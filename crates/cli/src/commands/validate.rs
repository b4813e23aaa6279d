//! `validate` command implementation.

use anyhow::{Context, Result};
use contracts::{AuthorizationState, LocatorBlueprint};
use serde::Serialize;
use tracing::info;

use crate::cli::ValidateArgs;

/// Validation result for JSON output
#[derive(Serialize)]
struct ValidationResult {
    valid: bool,
    config_path: String,
    #[serde(skip_serializing_if = "Option::is_none")]
    error: Option<String>,
    #[serde(skip_serializing_if = "Option::is_none")]
    warnings: Option<Vec<String>>,
    #[serde(skip_serializing_if = "Option::is_none")]
    summary: Option<ConfigSummary>,
}

#[derive(Serialize)]
struct ConfigSummary {
    version: String,
    declared_modes: usize,
    request_count: usize,
    continuous_requests: usize,
    frequency_hz: f64,
}

/// Execute the `validate` command
pub fn run_validate(args: &ValidateArgs) -> Result<()> {
    info!(config = %args.config.display(), "Validating configuration");

    let result = validate_config(args);

    if args.json {
        let json = serde_json::to_string_pretty(&result)
            .context("Failed to serialize validation result")?;
        println!("{}", json);
    } else {
        print_validation_result(&result);
    }

    if result.valid {
        Ok(())
    } else {
        anyhow::bail!("Configuration validation failed")
    }
}

fn validate_config(args: &ValidateArgs) -> ValidationResult {
    let config_path = args.config.display().to_string();

    if !args.config.exists() {
        return ValidationResult {
            valid: false,
            config_path,
            error: Some(format!("File not found: {}", args.config.display())),
            warnings: None,
            summary: None,
        };
    }

    match config_loader::ConfigLoader::load_from_path(&args.config) {
        Ok(blueprint) => {
            let warnings = collect_warnings(&blueprint);
            ValidationResult {
                valid: true,
                config_path,
                error: None,
                warnings: if warnings.is_empty() {
                    None
                } else {
                    Some(warnings)
                },
                summary: Some(ConfigSummary {
                    version: format!("{:?}", blueprint.version),
                    declared_modes: blueprint.locator.declared_modes.len(),
                    request_count: blueprint.requests.len(),
                    continuous_requests: blueprint
                        .requests
                        .iter()
                        .filter(|r| r.is_continuous())
                        .count(),
                    frequency_hz: blueprint.simulator.frequency_hz,
                }),
            }
        }
        Err(e) => ValidationResult {
            valid: false,
            config_path,
            error: Some(e.to_string()),
            warnings: None,
            summary: None,
        },
    }
}

/// Collect configuration warnings (non-fatal issues)
fn collect_warnings(blueprint: &LocatorBlueprint) -> Vec<String> {
    let mut warnings = Vec::new();
    let sim = &blueprint.simulator;

    if blueprint.requests.is_empty() {
        warnings.push("No requests configured - `run` has nothing to do".to_string());
    }

    for (i, request) in blueprint.requests.iter().enumerate() {
        let required = request.required_authorization();

        if request.avoid_authorization_prompt && !sim.initial_authorization.satisfies(required) {
            warnings.push(format!(
                "Request #{} avoids prompting but {:?} does not cover {:?} - it fails immediately",
                i + 1,
                sim.initial_authorization,
                required
            ));
        }

        if !blueprint.locator.declared_modes.is_empty()
            && !blueprint.locator.declared_modes.contains(&required)
        {
            warnings.push(format!(
                "Request #{} needs {:?}, which is not in locator.declared_modes",
                i + 1,
                required
            ));
        }
    }

    if sim.authorization_response == AuthorizationState::Denied
        && sim.initial_authorization == AuthorizationState::NotDetermined
    {
        warnings.push(
            "simulator.authorization_response is denied - every prompting request fails".to_string(),
        );
    }

    warnings
}

fn print_validation_result(result: &ValidationResult) {
    if result.valid {
        println!("✓ Configuration is valid: {}", result.config_path);

        if let Some(ref summary) = result.summary {
            println!("\n  Version: {}", summary.version);
            println!("  Declared modes: {}", summary.declared_modes);
            println!(
                "  Requests: {} ({} continuous)",
                summary.request_count, summary.continuous_requests
            );
            println!("  Simulator frequency: {} Hz", summary.frequency_hz);
        }

        if let Some(ref warnings) = result.warnings {
            println!("\n⚠ Warnings:");
            for warning in warnings {
                println!("  - {}", warning);
            }
        }
    } else {
        println!("✗ Configuration is invalid: {}", result.config_path);
        if let Some(ref error) = result.error {
            println!("\n  Error: {}", error);
        }
    }
}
+ + + +
What is wanted is the complete set of entries, returned verbatim.

filename crates/cli/src/commands/validate.rs
repository b4813e23aaa6279d
//! `validate` command implementation.

use anyhow::{Context, Result};
use contracts::{AuthorizationState, LocatorBlueprint};
use serde::Serialize;
use tracing::info;

use crate::cli::ValidateArgs;

/// Validation result for JSON output
#[derive(Serialize)]
struct ValidationResult {
    valid: bool,
    config_path: String,
    #[serde(skip_serializing_if = "Option::is_none")]
    error: Option<String>,
    #[serde(skip_serializing_if = "Option::is_none")]
    warnings: Option<Vec<String>>,
    #[serde(skip_serializing_if = "Option::is_none")]
    summary: Option<ConfigSummary>,
}

#[derive(Serialize)]
struct ConfigSummary {
    version: String,
    declared_modes: usize,
    request_count: usize,
    continuous_requests: usize,
    frequency_hz: f64,
}

/// Execute the `validate` command
pub fn run_validate(args: &ValidateArgs) -> Result<()> {
    info!(config = %args.config.display(), "Validating configuration");

    let result = validate_config(args);

    if args.json {
        let json = serde_json::to_string_pretty(&result)
            .context("Failed to serialize validation result")?;
        println!("{}", json);
    } else {
        print_validation_result(&result);
    }

    if result.valid {
        Ok(())
    } else {
        anyhow::bail!("Configuration validation failed")
    }
}

fn validate_config(args: &ValidateArgs) -> ValidationResult {
    let config_path = args.config.display().to_string();

    if !args.config.exists() {
        return ValidationResult {
            valid: false,
            config_path,
            error: Some(format!("File not found: {}", args.config.display())),
            warnings: None,
            summary: None,
        };
    }

    match config_loader::ConfigLoader::load_from_path(&args.config) {
        Ok(blueprint) => {
            let warnings = collect_warnings(&blueprint);
            ValidationResult {
                valid: true,
                config_path,
                error: None,
                warnings: if warnings.is_empty() {
                    None
                } else {
                    Some(warnings)
                },
                summary: Some(ConfigSummary {
                    version: format!("{:?}", blueprint.version),
                    declared_modes: blueprint.locator.declared_modes.len(),
                    request_count: blueprint.requests.len(),
                    continuous_requests: blueprint
                        .requests
                        .iter()
                        .filter(|r| r.is_continuous())
                        .count(),
                    frequency_hz: blueprint.simulator.frequency_hz,
                }),
            }
        }
        Err(e) => ValidationResult {
            valid: false,
            config_path,
            error: Some(e.to_string()),
            warnings: None,
            summary: None,
        },
    }
}

/// Collect configuration warnings (non-fatal issues)
fn collect_warnings(blueprint: &LocatorBlueprint) -> Vec<String> {
    let mut warnings = Vec::new();
    let sim = &blueprint.simulator;

    if blueprint.requests.is_empty() {
        warnings.push("No requests configured - `run` has nothing to do".to_string());
    }

    for (i, request) in blueprint.requests.iter().enumerate() {
        let required = request.required_authorization();

        if request.avoid_authorization_prompt && !sim.initial_authorization.satisfies(required) {
            warnings.push(format!(
                "Request #{} avoids prompting but {:?} does not cover {:?} - it fails immediately",
                i + 1,
                sim.initial_authorization,
                required
            ));
        }

        if !blueprint.locator.declared_modes.is_empty()
            && !blueprint.locator.declared_modes.contains(&required)
        {
            warnings.push(format!(
                "Request #{} needs {:?}, which is not in locator.declared_modes",
                i + 1,
                required
            ));
        }
    }

    if sim.authorization_response == AuthorizationState::Denied
        && sim.initial_authorization == AuthorizationState::NotDetermined
    {
        warnings.push(
            "simulator.authorization_response is denied - every prompting request fails".to_string(),
        );
    }

    warnings
}

fn print_validation_result(result: &ValidationResult) {
    if result.valid {
        println!("✓ Configuration is valid: {}", result.config_path);

        if let Some(ref summary) = result.summary {
            println!("\n  Version: {}", summary.version);
            println!("  Declared modes: {}", summary.declared_modes);
            println!(
                "  Requests: {} ({} continuous)",
                summary.request_count, summary.continuous_requests
            );
            println!("  Simulator frequency: {} Hz", summary.frequency_hz);
        }

        if let Some(ref warnings) = result.warnings {
            println!("\n⚠ Warnings:");
            for warning in warnings {
                println!("  - {}", warning);
            }
        }
    } else {
        println!("✗ Configuration is invalid: {}", result.config_path);
        if let Some(ref error) = result.error {
            println!("\n  Error: {}", error);
        }
    }
}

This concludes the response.